# 5 ton ac unit



## Chris1971 (Dec 27, 2010)

How much amperage would a 5 ton residential ac unit draw?


----------



## HARRY304E (Sep 15, 2010)

Chris1971 said:


> How much amperage would a 5 ton residential ac unit draw?



Usually a 60 Amp circuit.

Here is one with the specifications.....http://www.globalindustrial.com/p/h...century-5-ton-14-point-5-seer-condensing-unit


----------



## Theriot (Aug 27, 2011)

6/2 outside and two 6/2 to the heat strips.


----------



## Chris1971 (Dec 27, 2010)

I'm actually looking at what the starting current would be?


----------



## Tom45acp (Sep 6, 2011)

Chris1971 said:


> I'm actually looking at what the starting current would be?

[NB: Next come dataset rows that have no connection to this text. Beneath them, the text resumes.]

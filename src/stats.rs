//! Database statistics: entity counts per kind and queue backlog.
//!
//! Used by `autotown stats` to show whether the pipeline is keeping up.

use anyhow::Result;

use crate::app::App;
use crate::config::Config;

pub async fn run_stats(config: &Config) -> Result<()> {
    let app = App::open(config).await?;

    let kinds = app.store.counts_by_kind().await?;
    let depths = app.queue.depths().await?;
    let oldest_task: Option<i64> = sqlx::query_scalar("SELECT MIN(enqueued_at) FROM tasks")
        .fetch_one(&app.pool)
        .await?;

    let db_size = std::fs::metadata(&config.db.path)
        .map(|m| m.len())
        .unwrap_or(0);

    println!("Autotown — Database Stats");
    println!("=========================");
    println!();
    println!("  Database:    {}", config.db.path.display());
    println!("  Size:        {}", format_bytes(db_size));
    println!();

    if kinds.is_empty() {
        println!("  No entities stored.");
    } else {
        println!("  {:<24} {:>10}", "KIND", "ENTITIES");
        println!("  {}", "-".repeat(35));
        for (kind, n) in &kinds {
            println!("  {:<24} {:>10}", kind, n);
        }
    }

    println!();
    let pending: i64 = depths.iter().map(|(_, n)| n).sum();
    println!("  Pending tasks: {}", pending);
    for (queue, n) in &depths {
        println!("    {:<22} {:>10}", queue, n);
    }
    if let Some(ts) = oldest_task {
        println!("  Oldest task:   queued {}", format_ts_relative(ts));
    }
    println!();

    app.close().await;
    Ok(())
}

/// Format a byte count as a human-readable string.
fn format_bytes(bytes: u64) -> String {
    if bytes < 1024 {
        format!("{} B", bytes)
    } else if bytes < 1024 * 1024 {
        format!("{:.1} KB", bytes as f64 / 1024.0)
    } else if bytes < 1024 * 1024 * 1024 {
        format!("{:.1} MB", bytes as f64 / (1024.0 * 1024.0))
    } else {
        format!("{:.2} GB", bytes as f64 / (1024.0 * 1024.0 * 1024.0))
    }
}

fn format_ts_relative(ts: i64) -> String {
    let delta = chrono::Utc::now().timestamp() - ts;
    if delta < 0 {
        return format_ts_iso(ts);
    }
    if delta < 60 {
        "just now".to_string()
    } else if delta < 3600 {
        let mins = delta / 60;
        format!("{} min{} ago", mins, if mins == 1 { "" } else { "s" })
    } else if delta < 86400 {
        let hours = delta / 3600;
        format!("{} hour{} ago", hours, if hours == 1 { "" } else { "s" })
    } else {
        format_ts_iso(ts)
    }
}

fn format_ts_iso(ts: i64) -> String {
    chrono::DateTime::from_timestamp(ts, 0)
        .map(|dt| dt.format("%Y-%m-%d %H:%M").to_string())
        .unwrap_or_else(|| ts.to_string())
}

To find the starting current, you would need the code letter off the compressor motor. If the code letter isn't marked, sometimes the MFG's spec sheet in their catalog show locked rotor amps for the compressor.


----------



## Dennis Alwon (May 9, 2009)

Chris1971 said:


> I'm actually looking at what the starting current would be?

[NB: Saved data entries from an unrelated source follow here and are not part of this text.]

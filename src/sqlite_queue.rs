//! SQLite-backed [`WorkQueue`].
//!
//! Tasks are rows in the `tasks` table, delivered FIFO per queue. `pop`
//! stamps the row with a lease deadline instead of removing it; `ack`
//! deletes it. A row whose deadline has passed is claimable again, and the
//! claim that picks it up bumps its `retry_count`.

use std::collections::BTreeMap;
use std::time::Duration;

use async_trait::async_trait;
use sqlx::{Row, SqlitePool};

use autotown_core::queue::{Lease, QueueError, QueueStats, Task, WorkQueue, DEFAULT_LEASE, MAX_BATCH};

#[derive(Clone)]
pub struct SqliteQueue {
    pool: SqlitePool,
    lease: Duration,
}

impl SqliteQueue {
    pub fn new(pool: SqlitePool) -> Self {
        Self {
            pool,
            lease: DEFAULT_LEASE,
        }
    }

    pub fn with_lease(mut self, lease: Duration) -> Self {
        self.lease = lease;
        self
    }

    /// Unacknowledged task count per queue name.
    pub async fn depths(&self) -> Result<Vec<(String, i64)>, QueueError> {
        let rows = sqlx::query("SELECT queue, COUNT(*) AS n FROM tasks GROUP BY queue ORDER BY queue")
            .fetch_all(&self.pool)
            .await
            .map_err(backend)?;
        Ok(rows
            .iter()
            .map(|row| (row.get::<String, _>("queue"), row.get::<i64, _>("n")))
            .collect())
    }
}

fn backend(e: sqlx::Error) -> QueueError {
    QueueError::Backend(e.to_string())
}

async fn insert<'e, E>(executor: E, queue: &str, task: &Task) -> Result<(), QueueError>
where
    E: sqlx::Executor<'e, Database = sqlx::Sqlite>,
{
    let params = serde_json::to_string(&task.params).map_err(|e| QueueError::Backend(e.to_string()))?;
    sqlx::query(
        "INSERT INTO tasks (queue, path, payload, params_json, retry_count, enqueued_at) \
         VALUES (?, ?, ?, ?, ?, ?)",
    )
    .bind(queue)
    .bind(&task.path)
    .bind(&task.payload)
    .bind(params)
    .bind(i64::from(task.retry_count))
    .bind(chrono::Utc::now().timestamp())
    .execute(executor)
    .await
    .map_err(backend)?;
    Ok(())
}

#[async_trait]
impl WorkQueue for SqliteQueue {
    async fn enqueue(&self, queue: &str, task: Task) -> Result<(), QueueError> {
        insert(&self.pool, queue, &task).await
    }

    async fn enqueue_multi(&self, queue: &str, tasks: Vec<Task>) -> Result<(), QueueError> {
        if tasks.len() > MAX_BATCH {
            return Err(QueueError::TooManyTasks { count: tasks.len() });
        }
        let mut tx = self.pool.begin().await.map_err(backend)?;
        for task in &tasks {
            insert(&mut *tx, queue, task).await?;
        }
        tx.commit().await.map_err(backend)
    }

    async fn stats(&self, queue: &str) -> Result<QueueStats, QueueError> {
        let tasks: i64 = sqlx::query_scalar("SELECT COUNT(*) FROM tasks WHERE queue = ?")
            .bind(queue)
            .fetch_one(&self.pool)
            .await
            .map_err(backend)?;
        Ok(QueueStats {
            tasks: usize::try_from(tasks).unwrap_or(0),
        })
    }

    async fn pop(&self, queue: &str) -> Result<Option<Lease>, QueueError> {
        let now = chrono::Utc::now().timestamp_millis();
        let lease_ms = i64::try_from(self.lease.as_millis()).unwrap_or(i64::MAX);
        let row = sqlx::query(
            r#"
            UPDATE tasks
            SET leased_until = ?,
                retry_count = retry_count + CASE WHEN leased_until IS NULL THEN 0 ELSE 1 END
            WHERE id = (
                SELECT id FROM tasks
                WHERE queue = ? AND (leased_until IS NULL OR leased_until <= ?)
                ORDER BY id LIMIT 1
            )
            RETURNING id, path, payload, params_json, retry_count
            "#,
        )
        .bind(now.saturating_add(lease_ms))
        .bind(queue)
        .bind(now)
        .fetch_optional(&self.pool)
        .await
        .map_err(backend)?;

        let Some(row) = row else {
            return Ok(None);
        };
        let params_json: String = row.get("params_json");
        let params: BTreeMap<String, String> = serde_json::from_str(&params_json)
            .map_err(|e| QueueError::Backend(format!("bad task params: {e}")))?;
        let retry_count: i64 = row.get("retry_count");
        Ok(Some(Lease {
            id: row.get("id"),
            task: Task {
                path: row.get("path"),
                payload: row.get("payload"),
                params,
                retry_count: u32::try_from(retry_count).unwrap_or(u32::MAX),
            },
        }))
    }

    async fn ack(&self, queue: &str, id: i64) -> Result<(), QueueError> {
        sqlx::query("DELETE FROM tasks WHERE id = ? AND queue = ?")
            .bind(id)
            .bind(queue)
            .execute(&self.pool)
            .await
            .map_err(backend)?;
        Ok(())
    }
}
//! Pipeline error taxonomy.
//!
//! Most orchestration code returns `anyhow::Result`. The variants here are
//! the ones whose identity changes what the caller does with a task, so they
//! are typed and recovered with `anyhow::Error::downcast_ref`.

use thiserror::Error;

#[derive(Debug, Error)]
pub enum PipelineError {
    /// The downstream queue is at or above the resubmission threshold.
    #[error("busy: {queue} has {pending} pending tasks (threshold {threshold})")]
    Busy {
        queue: String,
        pending: usize,
        threshold: usize,
    },

    /// A destructive batch named a kind outside the allow-list.
    #[error("not allow-listed: {kind}")]
    NotAllowed { kind: String },

    #[error("Kind parameter is required")]
    MissingKind,

    /// A task payload that can never be processed.
    #[error("malformed payload: {0}")]
    Malformed(String),

    /// One or more queue submissions in a fan-out failed.
    #[error("dispatch failed: {failed} of {total} submissions failed: {first}")]
    Dispatch {
        failed: usize,
        total: usize,
        first: String,
    },

    #[error("transaction failed after {attempts} attempts")]
    RetriesExhausted { attempts: u32 },
}

impl PipelineError {
    /// Rejections never succeed on redelivery.
    pub fn is_rejection(&self) -> bool {
        matches!(
            self,
            PipelineError::NotAllowed { .. }
                | PipelineError::MissingKind
                | PipelineError::Malformed(_)
        )
    }
}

Are you looking for lock rotor amps? It would probably be about 120 or more


----------



## Chris1971 (Dec 27, 2010)

Dennis Alwon said:


> Are you looking for lock rotor amps? It would probably be about 120 or more


I'm looking at a rough idea on starting current? Usually it's 2.5 times nameplate, I assume? Just curious as to how it relates to sizing a generator.


----------